で、クローズアップ現代なんですけど…。
しんどい例と成功例という対比になりがちなんだけど、その根底には小学生と中学生ということ、それからトランス女性(MTF)とトランス男性ということ、このふたつがあるように思います。
まず、中学生と小学生の違い。
ひとつは、当事者の問題として、中学生は自分のことをある程度言葉化できるのに対し、小学生は説明できなくて「欲望」しか出てこない。出てきても、説明にも何もならない「女だ」しか出てこない。なので、周囲もどうしていいのかわからない。
それから、制度の違いとして、中学は性別2元制が強いので、逆にオプション(制服とか体育とか更衣室とか)が提示しやすく、選択肢は女か男のふたつにひとつなので、選択がしやすい。
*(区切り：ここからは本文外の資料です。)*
//! Effect scheduler - advancing effect timers.
//!
//! The host calls into the scheduler once per frame (usually through
//! [`World::advance`](crate::world::World::advance)). Ticks fire during a
//! single pass over the container; expiry removals run as a separate phase
//! after that pass.

mod advance;

pub use advance::{AdvanceReport, EffectScheduler};
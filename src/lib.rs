//! # buff-engine
//!
//! A status-effect (buff/debuff) engine for real-time games.
//!
//! Effects are data-driven definitions with a priority, a stack limit,
//! refresh and removal policies, a duration, and an optional tick interval.
//! Their behavior at each lifecycle and combat hook is pluggable.
//!
//! ## Design Principles
//!
//! 1. **Host-Agnostic**: The engine never owns character data. Anything
//!    implementing [`Target`] can carry effects.
//!
//! 2. **Open Behaviors**: What an effect does is an [`EffectBehavior`]
//!    trait object. New behaviors need no engine changes.
//!
//! 3. **No Mid-Pass Mutation**: Behaviors cannot add or remove effects
//!    while a container is being iterated. They queue commands; the
//!    [`World`] applies them once the pass is over.
//!
//! ## Architecture
//!
//! - **Ordered Containers**: Each target's effects are kept sorted by
//!   ascending priority, ties in insertion order. Every fan-out pass
//!   follows that order.
//!
//! - **Persistent Data Structures**: Containers store instances in an
//!   `im::Vector`, so presentation snapshots are O(1) clones.
//!
//! - **Two-Phase Kill Check**: `on_kill` only fires if the defender is
//!   still dead after its own `on_be_killed` behaviors ran.
//!
//! ## Modules
//!
//! - `core`: Entity IDs, targets, stats, errors, engine configuration
//! - `effects`: Definitions, instances, behaviors, commands, registry
//! - `container`: Per-target ordered effect containers
//! - `scheduler`: Tick and duration processing
//! - `combat`: Damage events and the damage pipeline
//! - `world`: Entity table and the host-facing engine

pub mod combat;
pub mod container;
pub mod core;
pub mod effects;
pub mod scheduler;
pub mod world;

// Re-export commonly used types
pub use crate::core::{
    BehaviorError, Character, ConfigError, EffectError, EngineConfig, EntityId, StatDelta,
    StatKey, Stats, Target, TickPolicy,
};

pub use crate::effects::{
    ApplyEffect, BehaviorCatalog, DefinitionRegistry, EffectBehavior, EffectCommand,
    EffectCommands, EffectConfig, EffectContext, EffectDefinition, EffectId, EffectInstance,
    FnBehavior, Hook, IconRef, InstanceId, ModifyStats, Recipient, RefreshPolicy, RemovalPolicy,
};

pub use crate::container::{AddOutcome, EffectContainer, RemoveOutcome};

pub use crate::scheduler::{AdvanceReport, EffectScheduler};

pub use crate::combat::{DamageEvent, DamageOutcome, DamagePipeline};

pub use crate::world::{Entities, Entity, World};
それに対して、小学校は性別2元制が弱いので、一見なんでも選択できるけど、その選択へのバイアスがインフォーマルな制度としてかかっている。だから、自分が自分の選択を阻害してしまう。
で、その阻害をより強くしているのは、まりあちゃんがトランス女性であるからです。あれがトランス男性ならボーイッシュな女の子で、とりあえずは許容されてしまう。
このあたりのふたりの状況の差をはっきりさせずに、単にふたりを並置したのでは、見ている人は「あー、中学生はえらいなぁ。小学生はかわいそうだなぁ」で終わってしまい、問題提起にはならない。
じゃ、支援のあり方としてはどうすればいいか。
まず、当事者に対しては、どんなに小さい子であっても、自分のことをある程度説明する「言葉」を身につけられるようにする必要があるんだと思います。
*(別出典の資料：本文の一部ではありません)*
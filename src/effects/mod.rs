//! Effect system: definitions, instances, behaviors, and configuration.
//!
//! ## Key Types
//!
//! - [`EffectDefinition`]: Static effect data (priority, stacking, timing)
//! - [`EffectInstance`]: One active effect on one target
//! - [`EffectBehavior`]: What an effect does at each [`Hook`]
//! - [`EffectCommands`]: Mutations deferred until the current pass ends
//! - [`DefinitionRegistry`]: Definition lookup, loaded at startup
//! - [`EffectConfig`] / [`BehaviorCatalog`]: Data-driven definitions

pub mod behavior;
pub mod commands;
pub mod config;
pub mod definition;
pub mod instance;
pub mod registry;

pub use behavior::{
    ApplyEffect, EffectBehavior, EffectCallbacks, EffectContext, FnBehavior, Hook, ModifyStats,
    Recipient,
};
pub(crate) use behavior::invoke;
pub use commands::{EffectCommand, EffectCommands};
pub use config::{BehaviorCatalog, CallbackNames, EffectConfig};
pub use definition::{EffectDefinition, EffectId, IconRef, RefreshPolicy, RemovalPolicy};
pub use instance::{EffectInstance, InstanceId};
pub use registry::DefinitionRegistry;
では、制度面は?小学校にも明確なオプションをつくる?それは違う。選択の幅を広げ、実態として選択できるようにする方向じゃなきゃ意味がない。
で、そのふたつを実現するための方策を、奈良の人々はとりくんでいたわけですよね。
実は、まりあちゃんの姿はわたしと重なる。わたしも服装はフリーチョイスです。でも、あえてスカートははかない。
で、まりあちゃんも最後ははかなかった。
それでいいんだと思います。
少しずつ少しずつ。味方を増やしていくこと。あの番組には出てこなかったけど、別のとあるラジオ放送(笑)で、まりあちゃんは
「今日も味方をつくりに学校に行ってくる」
って言ってるんですよね。それが大切だと思っています。なぜなら、それこそがジェンダーであり、ジェンダーの移行とは、それをすることだとわたしは思っているからです。そして、交流会に来ているまりあちゃんの先輩たちは、それができたからこそ性別を移行できているんです。
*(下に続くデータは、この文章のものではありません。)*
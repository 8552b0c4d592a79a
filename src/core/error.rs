//! Error types.
//!
//! - [`ConfigError`]: a malformed effect definition, detected at load time.
//!   Fatal to that definition only; the registry skips it and keeps going.
//! - [`EffectError`]: a container or pipeline operation the caller asked for
//!   could not be carried out. No state changes when one is returned.
//! - [`BehaviorError`]: an effect callback failed. Fan-out passes log these
//!   and continue with the next callback; they never reach the caller.

use crate::core::EntityId;
use crate::effects::{EffectId, InstanceId};

/// A malformed effect definition.
#[derive(Clone, Debug, PartialEq, thiserror::Error)]
pub enum ConfigError {
    /// `max_stack` must be at least 1.
    #[error("{effect}: max_stack must be >= 1 (got {max_stack})")]
    InvalidMaxStack {
        /// Offending definition.
        effect: EffectId,
        /// Configured value.
        max_stack: u32,
    },

    /// `duration` must be finite and non-negative unless the effect is forever.
    #[error("{effect}: duration must be a finite value >= 0 (got {duration})")]
    InvalidDuration {
        /// Offending definition.
        effect: EffectId,
        /// Configured value.
        duration: f32,
    },

    /// `tick_interval` must be finite and non-negative.
    #[error("{effect}: tick_interval must be a finite value >= 0 (got {tick_interval})")]
    InvalidTickInterval {
        /// Offending definition.
        effect: EffectId,
        /// Configured value.
        tick_interval: f32,
    },

    /// Another definition already uses this ID.
    #[error("{effect} is already registered")]
    DuplicateId {
        /// The contested ID.
        effect: EffectId,
    },

    /// A callback slot names a behavior the catalog does not provide.
    #[error("{effect}: unknown behavior '{behavior}'")]
    UnknownBehavior {
        /// Offending definition.
        effect: EffectId,
        /// The unresolved behavior name.
        behavior: String,
    },
}

/// Errors reported to callers of container and pipeline operations.
#[derive(Clone, Debug, PartialEq, thiserror::Error)]
pub enum EffectError {
    /// No definition with this ID was loaded.
    #[error("unknown effect definition {0}")]
    UnknownDefinition(EffectId),

    /// The entity does not exist or lacks a capability the operation needs.
    #[error("{entity} is not a valid target: {reason}")]
    InvalidTarget {
        /// The entity the operation named.
        entity: EntityId,
        /// What was missing.
        reason: &'static str,
    },

    /// The instance is not (or no longer) in the entity's container.
    #[error("{instance} is not active on {entity}")]
    UnknownInstance {
        /// Container owner.
        entity: EntityId,
        /// The stale instance handle.
        instance: InstanceId,
    },

    /// The container has handed out every instance handle it can.
    #[error("{entity} has run out of effect instance handles")]
    InstanceIdsExhausted {
        /// Container owner.
        entity: EntityId,
    },

    /// A definition was rejected while registering or applying it.
    #[error(transparent)]
    Config(#[from] ConfigError),
}

impl EffectError {
    pub(crate) const NO_ENTITY: &'static str = "entity does not exist";
    pub(crate) const NO_TARGET: &'static str = "entity has no target capability";
    pub(crate) const NO_CONTAINER: &'static str = "entity has no effect container";

    pub(crate) fn invalid_target(entity: EntityId, reason: &'static str) -> Self {
        Self::InvalidTarget { entity, reason }
    }
}

/// A failed effect callback.
#[derive(Clone, Debug, PartialEq, Eq, thiserror::Error)]
#[error("{message}")]
pub struct BehaviorError {
    message: String,
}

impl BehaviorError {
    /// Create a behavior error with a message.
    pub fn new(message: impl Into<String>) -> Self {
        Self {
            message: message.into(),
        }
    }

    /// The failure message.
    #[must_use]
    pub fn message(&self) -> &str {
        &self.message
    }
}

#[cfg(test)]
mod tests {
    use super::*;

    #[test]
    fn test_config_error_messages() {
        let err = ConfigError::InvalidMaxStack {
            effect: EffectId::new(4),
            max_stack: 0,
        };
        assert_eq!(err.to_string(), "Effect(4): max_stack must be >= 1 (got 0)");

        let err = ConfigError::UnknownBehavior {
            effect: EffectId::new(1),
            behavior: "heal".into(),
        };
        assert_eq!(err.to_string(), "Effect(1): unknown behavior 'heal'");
    }

    #[test]
    fn test_config_error_converts() {
        let err: EffectError = ConfigError::DuplicateId {
            effect: EffectId::new(2),
        }
        .into();
        assert_eq!(err.to_string(), "Effect(2) is already registered");
    }

    #[test]
    fn test_invalid_target_message() {
        let err = EffectError::invalid_target(EntityId(9), EffectError::NO_TARGET);
        assert_eq!(
            err.to_string(),
            "Entity(9) is not a valid target: entity has no target capability"
        );
    }

    #[test]
    fn test_behavior_error() {
        let err = BehaviorError::new("boom");
        assert_eq!(err.message(), "boom");
        assert_eq!(err.to_string(), "boom");
    }
}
それにしても、あの描き方は、あまりにも当事者は孤立してる感じですよね。
そして、コメントしてるのはすべて「専門家」です。中塚さん、康さん、研修会の講師をしてた日高さんと佐々木さん。そこにあるのは「医療モデル」だし、そういう「しんどい状況の子を「個」として支援する」という観点です。
10年近く前、ひとり「トランスジェンダー」と言い続け、やっとNHKも「LGBT」とか「トランスジェンダー」という言葉を使うようになったのに、こういう話になると「やっぱり性同一性障害かよ!」って感じですね。